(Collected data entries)
=== Section Start ===
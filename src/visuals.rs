//! Visual configuration for entity rendering.
//!
//! These options control how entities appear, separate from the rules that
//! control how they move.
//!
//! # Usage
//!
//! ```ignore
//! ParticleSketch::new("embers", 600, |ctx| {
//!     AgedParticle::new(ctx.random_in_bounds(), ctx.random_velocity(1.0), 90.0)
//! })
//!     .with_visuals(|v| {
//!         v.blend_mode(BlendMode::Additive);
//!         v.background(Background::Fade { color: Vec3::ZERO, alpha: 0.08 });
//!         v.palette(Palette::Fire, ColorMapping::Life);
//!         v.fade_out();
//!     })
//! ```

use glam::Vec3;

pub use crate::surface::BlendMode;

/// Pre-defined colour palettes.
///
/// Sampled with a [`ColorMapping`] to colour entities automatically.
#[derive(Debug, Clone, Copy, PartialEq, Eq, Default)]
pub enum Palette {
    /// No palette: use the entity's own colour (default).
    #[default]
    None,

    /// Viridis - perceptually uniform, colorblind-friendly (purple to yellow).
    Viridis,

    /// Magma - perceptually uniform (black to yellow through red).
    Magma,

    /// Plasma - perceptually uniform (purple to yellow through pink).
    Plasma,

    /// Rainbow - classic rainbow gradient (red through violet).
    Rainbow,

    /// Sunset - warm oranges and pinks.
    Sunset,

    /// Ocean - cool blues and teals.
    Ocean,

    /// Fire - black through red, orange, yellow, white.
    Fire,

    /// Ice - white through light blue to deep blue.
    Ice,

    /// Neon - vibrant cyberpunk colors (pink, cyan, purple).
    Neon,

    /// Grayscale - black to white.
    Grayscale,
}

impl Palette {
    /// The five colour stops of this palette.
    pub fn colors(&self) -> [Vec3; 5] {
        match self {
            Palette::None => [Vec3::ONE; 5],
            Palette::Viridis => [
                Vec3::new(0.267, 0.004, 0.329), // Dark purple
                Vec3::new(0.282, 0.140, 0.458), // Purple
                Vec3::new(0.127, 0.566, 0.551), // Teal
                Vec3::new(0.369, 0.789, 0.383), // Green
                Vec3::new(0.993, 0.906, 0.144), // Yellow
            ],
            Palette::Magma => [
                Vec3::new(0.001, 0.0, 0.014),   // Black
                Vec3::new(0.329, 0.071, 0.435), // Purple
                Vec3::new(0.716, 0.215, 0.475), // Pink
                Vec3::new(0.994, 0.541, 0.380), // Orange
                Vec3::new(0.987, 0.991, 0.749), // Light yellow
            ],
            Palette::Plasma => [
                Vec3::new(0.050, 0.030, 0.528), // Dark blue
                Vec3::new(0.494, 0.012, 0.658), // Purple
                Vec3::new(0.798, 0.280, 0.470), // Pink
                Vec3::new(0.973, 0.580, 0.254), // Orange
                Vec3::new(0.940, 0.975, 0.131), // Yellow
            ],
            Palette::Rainbow => [
                Vec3::new(1.0, 0.0, 0.0), // Red
                Vec3::new(1.0, 1.0, 0.0), // Yellow
                Vec3::new(0.0, 1.0, 0.0), // Green
                Vec3::new(0.0, 1.0, 1.0), // Cyan
                Vec3::new(0.5, 0.0, 1.0), // Purple
            ],
            Palette::Sunset => [
                Vec3::new(0.1, 0.0, 0.2), // Dark purple
                Vec3::new(0.5, 0.0, 0.5), // Purple
                Vec3::new(1.0, 0.2, 0.4), // Pink
                Vec3::new(1.0, 0.5, 0.2), // Orange
                Vec3::new(1.0, 0.9, 0.4), // Yellow
            ],
            Palette::Ocean => [
                Vec3::new(0.0, 0.05, 0.15), // Deep blue
                Vec3::new(0.0, 0.2, 0.4),   // Dark blue
                Vec3::new(0.0, 0.4, 0.6),   // Blue
                Vec3::new(0.2, 0.6, 0.8),   // Light blue
                Vec3::new(0.6, 0.9, 1.0),   // Cyan
            ],
            Palette::Fire => [
                Vec3::new(0.1, 0.0, 0.0), // Dark red
                Vec3::new(0.5, 0.0, 0.0), // Red
                Vec3::new(1.0, 0.3, 0.0), // Orange
                Vec3::new(1.0, 0.7, 0.0), // Yellow-orange
                Vec3::new(1.0, 1.0, 0.8), // White-yellow
            ],
            Palette::Ice => [
                Vec3::new(1.0, 1.0, 1.0), // White
                Vec3::new(0.8, 0.9, 1.0), // Light blue
                Vec3::new(0.4, 0.7, 1.0), // Blue
                Vec3::new(0.1, 0.4, 0.8), // Medium blue
                Vec3::new(0.0, 0.1, 0.4), // Dark blue
            ],
            Palette::Neon => [
                Vec3::new(1.0, 0.0, 0.5), // Pink
                Vec3::new(0.5, 0.0, 1.0), // Purple
                Vec3::new(0.0, 0.5, 1.0), // Blue
                Vec3::new(0.0, 1.0, 1.0), // Cyan
                Vec3::new(0.5, 1.0, 0.5), // Green
            ],
            Palette::Grayscale => [
                Vec3::ZERO,
                Vec3::splat(0.25),
                Vec3::splat(0.5),
                Vec3::splat(0.75),
                Vec3::ONE,
            ],
        }
    }

    /// Linear interpolation between the stops, `t` clamped to `0.0..=1.0`.
    pub fn sample(&self, t: f32) -> Vec3 {
        let stops = self.colors();
        let scaled = t.clamp(0.0, 1.0) * (stops.len() - 1) as f32;
        let i = (scaled.floor() as usize).min(stops.len() - 2);
        stops[i].lerp(stops[i + 1], scaled - i as f32)
    }
}

/// How entity properties map to palette colours.
#[derive(Debug, Clone, Copy, PartialEq, Default)]
pub enum ColorMapping {
    /// Use the entity's own colour (default).
    #[default]
    None,

    /// Position in the store, first to last.
    Index,

    /// Speed in pixels per tick, `min` to `max`.
    Speed { min: f32, max: f32 },

    /// Remaining life, dying to fresh. Entities without life use the end
    /// of the palette.
    Life,

    /// Vertical position, top to bottom of the surface.
    PositionY,

    /// Hue cycling, independent of the palette.
    ///
    /// Hue is `offset + spread * index / count + speed * elapsed_seconds`,
    /// wrapped to one turn.
    Hue { offset: f32, spread: f32, speed: f32 },
}

/// How the previous frame is treated before drawing.
#[derive(Debug, Clone, Copy, PartialEq)]
pub enum Background {
    /// Hard clear to a colour.
    Clear(Vec3),
    /// Trail fade: a low-alpha fill over the previous frame. Lower alpha
    /// means longer trails.
    Fade { color: Vec3, alpha: f32 },
    /// Draw over the previous frame untouched.
    Keep,
}

impl Default for Background {
    fn default() -> Self {
        Background::Clear(Vec3::new(0.02, 0.02, 0.05))
    }
}

/// Primitive drawn for each entity.
#[derive(Debug, Clone, Copy, PartialEq, Default)]
pub enum ParticleShape {
    /// Anti-aliased disc of the entity radius (default).
    #[default]
    Circle,

    /// Axis-aligned square, side twice the radius.
    Square,

    /// Line from the entity back along its velocity, `length` ticks long,
    /// as wide as the radius.
    Streak { length: f32 },

    /// A bitmap glyph scaled by the radius.
    Glyph(char),
}

/// Which neighbour search the connection pass uses.
#[derive(Debug, Clone, Copy, PartialEq, Eq, Default)]
pub enum NeighborSearch {
    /// Morton-keyed bucket grid.
    #[default]
    Grid,
    /// Direct nested loop over all pairs.
    AllPairs,
}

/// Lines between entities closer than `distance`.
///
/// Line alpha falls off linearly from `alpha` at zero distance to nothing at
/// `distance`.
#[derive(Debug, Clone, Copy, PartialEq)]
pub struct Connections {
    pub distance: f32,
    pub color: Vec3,
    pub alpha: f32,
    pub search: NeighborSearch,
}

impl Connections {
    pub fn new(distance: f32) -> Self {
        Self {
            distance,
            color: Vec3::new(0.5, 0.7, 1.0),
            alpha: 0.6,
            search: NeighborSearch::Grid,
        }
    }

    /// Alpha of a line between two entities `dist` apart.
    pub fn alpha_at(&self, dist: f32) -> f32 {
        if self.distance <= 0.0 {
            return 0.0;
        }
        self.alpha * (1.0 - dist / self.distance).clamp(0.0, 1.0)
    }
}

/// Configuration for entity visuals.
///
/// Built with the closure passed to `ParticleSketch::with_visuals`.
#[derive(Debug, Clone, Default)]
pub struct VisualConfig {
    pub background: Background,
    pub blend_mode: BlendMode,
    pub shape: ParticleShape,
    pub palette: Palette,
    pub color_mapping: ColorMapping,
    pub connections: Option<Connections>,
    /// Scale alpha by remaining life.
    pub fade_out: bool,
    /// Scale radius by remaining life.
    pub shrink_out: bool,
}

impl VisualConfig {
    pub fn new() -> Self {
        Self::default()
    }

    pub fn background(&mut self, background: Background) -> &mut Self {
        self.background = background;
        self
    }

    /// Set the blend mode.
    ///
    /// ```ignore
    /// .with_visuals(|v| {
    ///     v.blend_mode(BlendMode::Additive); // Glowy particles
    /// })
    /// ```
    pub fn blend_mode(&mut self, mode: BlendMode) -> &mut Self {
        self.blend_mode = mode;
        self
    }

    pub fn shape(&mut self, shape: ParticleShape) -> &mut Self {
        self.shape = shape;
        self
    }

    /// Override entity colours with a palette.
    ///
    /// ```ignore
    /// .with_visuals(|v| {
    ///     v.palette(Palette::Fire, ColorMapping::Speed { min: 0.0, max: 2.0 });
    /// })
    /// ```
    pub fn palette(&mut self, palette: Palette, mapping: ColorMapping) -> &mut Self {
        self.palette = palette;
        self.color_mapping = mapping;
        self
    }

    /// Draw lines between entities within `distance` pixels.
    pub fn connections(&mut self, distance: f32) -> &mut Self {
        self.connections = Some(Connections::new(distance));
        self
    }

    /// Full connection settings.
    pub fn connections_with(&mut self, connections: Connections) -> &mut Self {
        self.connections = Some(connections);
        self
    }

    pub fn fade_out(&mut self) -> &mut Self {
        self.fade_out = true;
        self
    }

    pub fn shrink_out(&mut self) -> &mut Self {
        self.shrink_out = true;
        self
    }
}

/// Convert HSV (all components `0.0..=1.0`, hue wraps) to RGB.
pub fn hsv_to_rgb(h: f32, s: f32, v: f32) -> Vec3 {
    let h = h.rem_euclid(1.0);
    let c = v * s;
    let x = c * (1.0 - ((h * 6.0) % 2.0 - 1.0).abs());
    let m = v - c;

    let (r, g, b) = match (h * 6.0) as u32 % 6 {
        0 => (c, x, 0.0),
        1 => (x, c, 0.0),
        2 => (0.0, c, x),
        3 => (0.0, x, c),
        4 => (x, 0.0, c),
        _ => (c, 0.0, x),
    };

    Vec3::new(r + m, g + m, b + m)
}

#[cfg(test)]
mod tests {
    use super::*;

    fn close(a: Vec3, b: Vec3) -> bool {
        (a - b).abs().max_element() < 1e-4
    }

    #[test]
    fn test_palette_endpoints_and_midpoint() {
        let stops = Palette::Viridis.colors();
        assert!(close(Palette::Viridis.sample(0.0), stops[0]));
        assert!(close(Palette::Viridis.sample(1.0), stops[4]));
        assert!(close(Palette::Viridis.sample(0.5), stops[2]));
        assert!(close(Palette::Grayscale.sample(0.125), Vec3::splat(0.125)));
        assert!(close(Palette::Viridis.sample(7.0), stops[4]));
    }

    #[test]
    fn test_hsv_to_rgb() {
        assert!(close(hsv_to_rgb(0.0, 1.0, 1.0), Vec3::new(1.0, 0.0, 0.0)));
        assert!(close(hsv_to_rgb(1.0 / 3.0, 1.0, 1.0), Vec3::new(0.0, 1.0, 0.0)));
        // hue wraps
        assert!(close(hsv_to_rgb(1.25, 1.0, 1.0), hsv_to_rgb(0.25, 1.0, 1.0)));
        assert!(close(hsv_to_rgb(0.7, 0.0, 0.5), Vec3::splat(0.5)));
    }

    #[test]
    fn test_connection_alpha_falloff() {
        let c = Connections::new(100.0);
        assert!((c.alpha_at(0.0) - 0.6).abs() < 1e-6);
        assert!((c.alpha_at(50.0) - 0.3).abs() < 1e-6);
        assert_eq!(c.alpha_at(150.0), 0.0);
    }

    #[test]
    fn test_builder_chains() {
        let mut v = VisualConfig::new();
        v.blend_mode(BlendMode::Additive).shape(ParticleShape::Square).fade_out();
        assert_eq!(v.blend_mode, BlendMode::Additive);
        assert_eq!(v.shape, ParticleShape::Square);
        assert!(v.fade_out && !v.shrink_out);
        assert!(v.connections.is_none());
    }
}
=== Section End ===
## Work instruction:
Repeat the records above line by line, from the first line through the line that contains "pub enum Palette".

## Reply:
filename src/visuals.rs
//! Visual configuration for entity rendering.
//!
//! These options control how entities appear, separate from the rules that
//! control how they move.
//!
//! # Usage
//!
//! ```ignore
//! ParticleSketch::new("embers", 600, |ctx| {
//!     AgedParticle::new(ctx.random_in_bounds(), ctx.random_velocity(1.0), 90.0)
//! })
//!     .with_visuals(|v| {
//!         v.blend_mode(BlendMode::Additive);
//!         v.background(Background::Fade { color: Vec3::ZERO, alpha: 0.08 });
//!         v.palette(Palette::Fire, ColorMapping::Life);
//!         v.fade_out();
//!     })
//! ```

use glam::Vec3;

pub use crate::surface::BlendMode;

/// Pre-defined colour palettes.
///
/// Sampled with a [`ColorMapping`] to colour entities automatically.
#[derive(Debug, Clone, Copy, PartialEq, Eq, Default)]
pub enum Palette {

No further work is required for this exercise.